この捉え方をした場合、「パーパスはアップデートされていく」も腑に落ちる感じがします。現在、近未来、遠い未来それぞれ時点での社会に合わせて、パーパスがアップデートされている。「パーパス」は確固たる「ビジョン」をもつ私(企業)の社会的存在意義とも言えます。
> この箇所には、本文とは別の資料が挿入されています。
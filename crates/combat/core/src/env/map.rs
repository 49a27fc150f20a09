use crate::state::Position;

/// Static combat grid exposing immutable terrain.
pub trait MapOracle: Send + Sync {
    fn dimensions(&self) -> MapDimensions;
    fn tile(&self, position: Position) -> Option<StaticTile>;

    fn contains(&self, position: Position) -> bool {
        self.dimensions().contains(position)
    }
}

#[derive(Clone, Copy, Debug, PartialEq, Eq)]
#[cfg_attr(feature = "serde", derive(serde::Serialize, serde::Deserialize))]
pub struct MapDimensions {
    pub width: u32,
    pub height: u32,
}

impl MapDimensions {
    pub const fn new(width: u32, height: u32) -> Self {
        Self { width, height }
    }

    pub fn contains(&self, position: Position) -> bool {
        position.x >= 0
            && position.y >= 0
            && position.x < self.width as i32
            && position.y < self.height as i32
    }

    /// True for cells on the outermost ring; fleeing units escape from here.
    pub fn is_edge(&self, position: Position) -> bool {
        self.contains(position)
            && (position.x == 0
                || position.y == 0
                || position.x == self.width as i32 - 1
                || position.y == self.height as i32 - 1)
    }

    pub fn area(&self) -> usize {
        self.width as usize * self.height as usize
    }
}

/// Immutable descriptor for a tile in the static layout.
#[derive(Clone, Copy, Debug, PartialEq, Eq)]
#[cfg_attr(feature = "serde", derive(serde::Serialize, serde::Deserialize))]
pub struct StaticTile {
    terrain: TerrainKind,
    /// Pathfinder step cost for entering the tile.
    weight: u8,
}

impl StaticTile {
    pub const fn new(terrain: TerrainKind) -> Self {
        Self { terrain, weight: 1 }
    }

    pub const fn with_weight(terrain: TerrainKind, weight: u8) -> Self {
        Self { terrain, weight }
    }

    pub fn terrain(self) -> TerrainKind {
        self.terrain
    }

    pub fn weight(self) -> u8 {
        self.weight
    }
}

/// Canonical terrain classes for combat tiles.
#[derive(Clone, Copy, Debug, PartialEq, Eq, Hash, strum::Display, strum::EnumString)]
#[cfg_attr(feature = "serde", derive(serde::Serialize, serde::Deserialize))]
#[strum(serialize_all = "snake_case")]
pub enum TerrainKind {
    Floor,
    Sand,
    Water,
    Wall,
    Void,
}
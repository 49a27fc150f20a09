//! Attack resolution and hit-state classification.
mod hit_state;
mod resolve;

pub use hit_state::HitState;
pub use resolve::{AttackResolution, attack, roll_damage, roll_to_hit};
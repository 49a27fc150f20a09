use std::collections::HashMap;
use std::sync::Arc;

use combat_core::unit::{Attackable, Navigable};
use combat_core::{
    CharacterClass, CharacterStats, CombatConfig, CombatEncounter, CombatEnv, CombatItemReference,
    CombatUnit, Direction, Equipment, GameRng, InventoryKind, InventoryOracle, InventoryReference,
    MapDimensions, MapOracle, PlayerUnit, Position, SpeciesOracle, SpeciesStats, SpeciesTemplate,
    SpriteIndex, StaticTile, TerrainKind, TurnResultType, TurnResults, UnitId,
};

const ORC: SpriteIndex = SpriteIndex(332);
const MAX_ROUNDS: u32 = 100;

fn init_tracing() {
    let _ = tracing_subscriber::fmt()
        .with_env_filter(tracing_subscriber::EnvFilter::from_default_env())
        .with_test_writer()
        .try_init();
}

struct Species(HashMap<SpriteIndex, Arc<SpeciesTemplate>>);

impl SpeciesOracle for Species {
    fn template(&self, sprite: SpriteIndex) -> Option<Arc<SpeciesTemplate>> {
        self.0.get(&sprite).cloned()
    }
}

/// One generic item per sprite, so every loot roll finds a candidate.
struct AnyItem;

impl InventoryOracle for AnyItem {
    fn candidates(&self, sprite: SpriteIndex) -> Vec<InventoryReference> {
        vec![InventoryReference::new(format!("item {sprite}"), InventoryKind::Gold, sprite)]
    }

    fn combat_item(&self, name: &str) -> Option<CombatItemReference> {
        (name == "short sword").then(|| CombatItemReference {
            name: name.to_owned(),
            attack: 6,
            defense: 0,
            range: 1,
            missile: Default::default(),
        })
    }
}

/// Open field with a short wall in the middle.
struct Field;

impl MapOracle for Field {
    fn dimensions(&self) -> MapDimensions {
        MapDimensions::new(9, 7)
    }

    fn tile(&self, position: Position) -> Option<StaticTile> {
        if !self.dimensions().contains(position) {
            return None;
        }
        let terrain = if position.x == 4 && (2..=4).contains(&position.y) {
            TerrainKind::Wall
        } else {
            TerrainKind::Floor
        };
        Some(StaticTile::new(terrain))
    }
}

fn orcs() -> Species {
    let orc = SpeciesTemplate::new(
        ORC,
        "orc",
        SpeciesStats {
            strength: 12,
            dexterity: 12,
            armour: 2,
            damage: 8,
            hit_points: 30,
            treasure: 2,
            ..SpeciesStats::default()
        },
    )
    .with_experience(8);
    Species(HashMap::from([(ORC, Arc::new(orc))]))
}

struct Outcome {
    results: TurnResults,
    units: Vec<CombatUnit>,
    rounds: u32,
}

fn party_member(name: &str, roster_index: usize, position: Position) -> PlayerUnit {
    let sword = AnyItem.combat_item("short sword").unwrap();
    PlayerUnit::new(
        name,
        CharacterClass::Fighter,
        roster_index,
        CharacterStats::new(150).with_attributes(30, 25, 10),
        position,
    )
    .with_equipment(Equipment::with_weapon(sword))
}

fn nearest_enemy(encounter: &CombatEncounter<'_>, from: Position) -> Option<(UnitId, Position)> {
    encounter
        .units()
        .iter()
        .enumerate()
        .filter(|(_, unit)| unit.is_active() && matches!(unit, CombatUnit::Hostile(_)))
        .map(|(index, unit)| (UnitId(index as u32), unit.position()))
        .min_by_key(|(_, position)| from.chebyshev(*position))
}

/// The party walks toward the nearest enemy and swings once in reach.
fn party_turn(encounter: &mut CombatEncounter<'_>, party: &[UnitId], rng: &mut GameRng) {
    for &member in party {
        let unit = encounter.unit(member).unwrap();
        if !unit.is_active() {
            continue;
        }
        let from = unit.position();
        let Some((target, at)) = nearest_enemy(encounter, from) else {
            return;
        };
        if encounter.unit(member).unwrap().can_reach_for_attack(at) {
            encounter.player_attack(member, target, rng).unwrap();
            continue;
        }
        let step = [Direction::North, Direction::South, Direction::East, Direction::West]
            .into_iter()
            .min_by_key(|direction| from.offset(*direction).manhattan(at))
            .unwrap();
        encounter.player_move(member, step, rng).unwrap();
    }
}

fn run_battle(seed: u64) -> Outcome {
    let species = orcs();
    let config = CombatConfig::default();
    let env = CombatEnv::with_all(&species, &Field, &AnyItem, &config);
    let mut encounter = CombatEncounter::new(env);
    let mut rng = GameRng::new(seed);

    let party = vec![
        encounter.add_player(party_member("Shamino", 0, Position::new(0, 2))),
        encounter.add_player(party_member("Iolo", 1, Position::new(0, 4))),
    ];
    for position in [Position::new(8, 1), Position::new(8, 3), Position::new(8, 5)] {
        encounter.spawn_enemy(ORC, position).unwrap();
    }

    while !encounter.is_finished() && encounter.round() < MAX_ROUNDS {
        party_turn(&mut encounter, &party, &mut rng);
        encounter.advance_enemies(&mut rng).unwrap();
    }

    Outcome {
        results: encounter.results().clone(),
        units: encounter.units().to_vec(),
        rounds: encounter.round(),
    }
}

#[test]
fn same_seed_replays_the_same_battle() {
    init_tracing();
    let first = run_battle(7);
    let second = run_battle(7);

    assert!(first.rounds > 0);
    assert_eq!(first.rounds, second.rounds);
    assert_eq!(first.units, second.units);
    assert_eq!(first.results, second.results);
}

#[test]
fn hit_points_stay_in_bounds() {
    init_tracing();
    for seed in [1, 2, 3, 42] {
        let outcome = run_battle(seed);
        for unit in &outcome.units {
            if let CombatUnit::Player(_) | CombatUnit::Hostile(_) = unit {
                let stats = unit.stats();
                assert!(stats.current_hp() >= 0, "seed {seed}: {} below zero", unit.name());
                assert!(stats.current_hp() <= stats.maximum_hp());
            }
        }
    }
}

#[test]
fn every_dead_enemy_is_credited_to_the_party() {
    init_tracing();
    let outcome = run_battle(11);

    let dead = outcome
        .units
        .iter()
        .filter(|unit| matches!(unit, CombatUnit::Hostile(_)) && unit.stats().is_dead())
        .count() as u32;
    let kills: u32 = outcome
        .units
        .iter()
        .filter(|unit| matches!(unit, CombatUnit::Player(_)))
        .map(|unit| unit.core().counters.kills)
        .sum();
    assert_eq!(dead, kills);

    let kill_records = outcome
        .results
        .iter()
        .filter(|result| result.kind() == TurnResultType::CombatResultEnemyKilled)
        .count() as u32;
    assert_eq!(kill_records, dead);
}

#[test]
fn recorded_moves_stay_on_the_map() {
    init_tracing();
    let outcome = run_battle(5);
    let dimensions = Field.dimensions();

    for result in outcome.results.iter() {
        if let Some(moved) = result.as_moved_position() {
            assert!(dimensions.contains(moved.moved_to()));
            assert_ne!(
                Field.tile(moved.moved_to()).map(StaticTile::terrain),
                Some(TerrainKind::Wall)
            );
        }
    }
}
//! Mutable combat state primitives: identifiers, positions and character stats.
mod common;
mod stats;

pub use common::{Direction, Position, UnitId};
pub use stats::{CharacterStats, CharacterStatus, CombatCounters};
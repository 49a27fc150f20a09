use std::fs;
use std::path::PathBuf;

use combat_content::{ContentFactory, LoadedContent};
use combat_core::unit::Attackable;
use combat_core::{
    CharacterClass, CharacterStats, CombatEncounter, CombatUnit, Equipment, GameRng,
    InventoryOracle, MoonPhase, NonAttackingKind, PlayerUnit, Position, SpeciesOracle, SpriteIndex,
    TurnResults,
};

fn shipped_data() -> PathBuf {
    PathBuf::from(env!("CARGO_MANIFEST_DIR")).join("data")
}

fn party(content: &LoadedContent, size: usize) -> Vec<PlayerUnit> {
    let names = ["Avatar", "Shamino", "Iolo", "Dupre", "Geoffrey", "Jaana"];
    names
        .iter()
        .take(size)
        .enumerate()
        .map(|(index, name)| {
            let weapon = content.inventory.combat_item("short sword").unwrap();
            PlayerUnit::new(
                *name,
                CharacterClass::Fighter,
                index,
                CharacterStats::new(120).with_attributes(20, 20, 10),
                Position::ORIGIN,
            )
            .with_equipment(Equipment::with_weapon(weapon))
        })
        .collect()
}

#[test]
fn shipped_content_loads() {
    let factory = ContentFactory::new(shipped_data());
    let content = factory.load_all().unwrap();

    assert_eq!(content.species.len(), 13);
    let orc = content.species.template(SpriteIndex(332)).unwrap();
    assert_eq!(orc.name, "orc");
    assert_eq!(orc.plural_name, "orcs");

    // Animation frames resolve to the key sprite.
    let frame = content.species.template(SpriteIndex(334)).unwrap();
    assert_eq!(frame.sprite, SpriteIndex(332));

    assert_eq!(content.inventory.candidates(SpriteIndex(259)).len(), 3);
    assert_eq!(content.inventory.combat_item("bow").unwrap().range, 4);
    assert_eq!(content.config.fleeing_hp, 24);
}

#[test]
fn shipped_maps_populate_an_encounter() {
    let factory = ContentFactory::new(shipped_data());
    let content = factory.load_all().unwrap();
    let mut rng = GameRng::new(3);

    let camp = factory.load_map("camp").unwrap();
    let mut encounter = CombatEncounter::new(content.env(&camp));
    let deployed = camp.deploy_party(&mut encounter, party(&content, 4));
    assert_eq!(deployed.len(), 4);
    assert_eq!(encounter.position(deployed[0]).unwrap(), Position::new(1, 3));
    let spawned = camp.spawn_units(&mut encounter, &mut rng).unwrap();
    assert_eq!(spawned.len(), 4);

    let room = factory.load_map("dungeon_room").unwrap();
    let mut encounter = CombatEncounter::new(content.env(&room));
    let deployed = room.deploy_party(&mut encounter, party(&content, 6));
    assert_eq!(deployed.len(), 4);
    let spawned = room.spawn_units(&mut encounter, &mut rng).unwrap();
    assert_eq!(spawned.len(), 9);

    let kinds: Vec<&NonAttackingKind> = encounter
        .units()
        .iter()
        .filter_map(CombatUnit::as_non_attacking)
        .map(|object| object.kind())
        .collect();
    assert!(kinds.contains(&&NonAttackingKind::Chest));
    assert!(kinds.contains(&&NonAttackingKind::ItemStack));
    assert!(kinds.contains(&&NonAttackingKind::Moonstone(MoonPhase::FullMoon)));

    let buried = encounter
        .units()
        .iter()
        .filter_map(CombatUnit::as_non_attacking)
        .find(|object| matches!(object.kind(), NonAttackingKind::DiscoverableLoot { .. }))
        .unwrap();
    assert!(buried.is_invisible());
    assert_eq!(buried.position(), Position::new(6, 6));
    assert_eq!(buried.items().unwrap().len(), 2);
    assert_eq!(buried.alternate().unwrap().kind(), &NonAttackingKind::DeadBody);
}

#[test]
fn missing_map_is_an_error() {
    let factory = ContentFactory::new(shipped_data());
    let err = factory.load_map("nowhere").unwrap_err();
    assert!(err.to_string().contains("nowhere.ron"));
}

fn write_content(dir: &std::path::Path, config: &str) {
    fs::write(dir.join("config.toml"), config).unwrap();
    fs::write(
        dir.join("species.ron"),
        r#"(species: [(
            sprite: 320,
            name: "wolf",
            stats: (strength: 8, dexterity: 16, damage: 5, hit_points: 20),
            experience: 4,
            attack_range: 1,
            movement: "LAND",
        )])"#,
    )
    .unwrap();
    fs::write(
        dir.join("inventory.ron"),
        r#"(items: [
            (name: "gold", kind: Gold, sprite: 258),
            (name: "food", kind: Food, sprite: 271),
        ])"#,
    )
    .unwrap();
    fs::create_dir(dir.join("maps")).unwrap();
    fs::write(
        dir.join("maps").join("pen.ron"),
        r#"(rows: ["....", "....", "...."], party: [(0, 1)], enemies: [(3, 1, 320)])"#,
    )
    .unwrap();
}

#[test]
fn content_directory_round_trip() {
    let dir = tempfile::tempdir().unwrap();
    write_content(
        dir.path(),
        "fleeing_hp = 5\n\n[loot]\nchest = [258]\nremains = [258, 271]\n",
    );

    let factory = ContentFactory::new(dir.path());
    let content = factory.load_all().unwrap();
    assert_eq!(content.config.fleeing_hp, 5);
    assert_eq!(content.config.loot.chest, vec![SpriteIndex(258)]);
    assert_eq!(content.species.len(), 1);

    let pen = factory.load_map("pen").unwrap();
    assert_eq!(pen.enemies()[0].sprite, SpriteIndex(320));
}

#[test]
fn loot_sprite_without_inventory_is_rejected() {
    let dir = tempfile::tempdir().unwrap();
    write_content(dir.path(), "[loot]\nchest = [258, 300]\nremains = [258]\n");

    let err = ContentFactory::new(dir.path()).load_all().unwrap_err();
    assert!(err.to_string().contains("300"));
}

fn run_room(seed: u64, rounds: u32) -> (TurnResults, Vec<CombatUnit>) {
    let factory = ContentFactory::new(shipped_data());
    let content = factory.load_all().unwrap();
    let room = factory.load_map("dungeon_room").unwrap();
    let mut rng = GameRng::new(seed);

    let mut encounter = CombatEncounter::new(content.env(&room));
    room.deploy_party(&mut encounter, party(&content, 4));
    room.spawn_units(&mut encounter, &mut rng).unwrap();
    for _ in 0..rounds {
        if encounter.is_finished() {
            break;
        }
        encounter.advance_enemies(&mut rng).unwrap();
    }
    (encounter.results().clone(), encounter.units().to_vec())
}

#[test]
fn seeded_room_is_reproducible() {
    let (first_log, first_units) = run_room(99, 20);
    let (second_log, second_units) = run_room(99, 20);

    assert!(first_log.has_result());
    assert_eq!(first_log, second_log);
    assert_eq!(first_units, second_units);

    for unit in &first_units {
        if !matches!(unit, CombatUnit::NonAttacking(_)) {
            let stats = unit.stats();
            assert!((0..=stats.maximum_hp()).contains(&stats.current_hp()));
        }
    }
    // Only the enemies act, so the party is still on its slots.
    let slots = [
        Position::new(1, 1),
        Position::new(1, 2),
        Position::new(2, 1),
        Position::new(2, 2),
    ];
    for (unit, slot) in first_units.iter().zip(slots) {
        assert_eq!(unit.as_player().unwrap().core.position, slot);
    }
}
//! Common error infrastructure for combat-core.
//!
//! Domain errors (`LootError`, `SpeciesError`, `TurnResultError`, ...) live next to
//! the subsystem that raises them; this module only holds the shared
//! classification used across all of them.
//!
//! Two classes of failure exist in the combat rules:
//!
//! - **Recoverable outcomes** are plain data, never errors: an unreachable goal
//!   is `None`, a missed attack is `HitState::Missed`, a blocked step is
//!   `MoveOutcome::Blocked`.
//! - **Programmer errors** (an unknown trap code, an empty loot candidate list,
//!   a turn result pushed with the wrong shape) are `Err` values classified as
//!   [`ErrorSeverity::Fatal`]. Callers must propagate them, never swallow them.

/// Severity level of an error, used for categorization and recovery strategies.
#[derive(Clone, Copy, Debug, PartialEq, Eq, Hash)]
#[cfg_attr(feature = "serde", derive(serde::Serialize, serde::Deserialize))]
pub enum ErrorSeverity {
    /// Can retry with the same or an alternative action.
    ///
    /// Examples: target out of reach, chest is locked
    Recoverable,

    /// Invalid input, should not retry without changes.
    ///
    /// Examples: unit not found, target is not an opponent
    Validation,

    /// Unexpected state inconsistency. Indicates a bug.
    Internal,

    /// Reference data or rule tables are corrupt; the encounter cannot continue.
    ///
    /// Examples: unknown trap code, no inventory candidates for a sprite
    Fatal,
}

impl ErrorSeverity {
    /// Returns a human-readable description of this severity level.
    pub const fn as_str(&self) -> &'static str {
        match self {
            Self::Recoverable => "recoverable",
            Self::Validation => "validation",
            Self::Internal => "internal",
            Self::Fatal => "fatal",
        }
    }

    /// Returns true if this error is potentially recoverable.
    pub const fn is_recoverable(&self) -> bool {
        matches!(self, Self::Recoverable)
    }

    /// Returns true if this error indicates an internal bug.
    pub const fn is_internal(&self) -> bool {
        matches!(self, Self::Internal | Self::Fatal)
    }
}

/// Common trait for all combat-core errors.
///
/// # Implementation Guidelines
///
/// - All error enums should implement this trait
/// - Use `#[derive(thiserror::Error)]` for Display/Error impl
/// - Classify severity based on recoverability, not impact
pub trait GameError: core::fmt::Display + core::fmt::Debug {
    /// Returns the severity level of this error.
    fn severity(&self) -> ErrorSeverity;

    /// Returns a static string identifier for this error variant.
    fn error_code(&self) -> &'static str {
        core::any::type_name::<Self>()
    }
}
ただ、パーパスはマクロな意味での社会情勢に合わせて変わるという概念でもなさそうです。講義ではパーパスモデル(「パーパスモデル:人を巻き込む共創のつくりかた」)というダイアグラムを使ってニューヨークの「ハイライン」を事例にそのアップデートの変遷を紹介していました。最初、2人で始めた鉄道廃線跡の保護活動への呼びかけが支援者や行政を巻き込み景観保全活動へとアップデートされ、残された高架上の有効活用手段として公園という公共施設の利用へとパーパスが再度アップデートされる。そこにアーティストなど、新しいステークホルダーが流入して「それぞれが好きな活動を行う癒しの場所」というパーパスへ変化していきます。
ニューヨークの「ハイライン」
吉備友理恵、近藤哲朗、パーパスモデル:人を巻き込む共創のつくりかた
ビジョンやパーパスはあくまで向かう目標であり達成されなくても良い。でもパーパスは関係するステークホルダーがある程度達成されているという状態でないと、更なる共創は生まれないのかもしれない。パーパスはどちらかというと総体的な意思にようなものなのかなというのが個人的な受け止め方でした。
やっぱり、誰と考えるか
講義の後半はワークにてビジョンデザイン作成しました。そのデザイン作業の際、重要なポイントとして挙げられていた項目の一つが「ビジョンデザインにふさわしいメンバーとチームでの検討」。能動的でやる気があるポジティブな人がいるとアウトプットが全然違うというのはこれまでも多々経験してきました。。確か#8の大崎先生の「ワークショップのデザイン」でもサービスデザイン・ワークショップの要諦としてメンバー選定が挙げられてたと思います。クライアントワークの場合や、限られたメンバーしかいないプロジェクトではこの部分でつまづくことが多くて対応に苦慮することもよくあるので、こうしたメンバーがいる時のターンアラウンドの手段を発明するのもきっと必要なのでしょうね。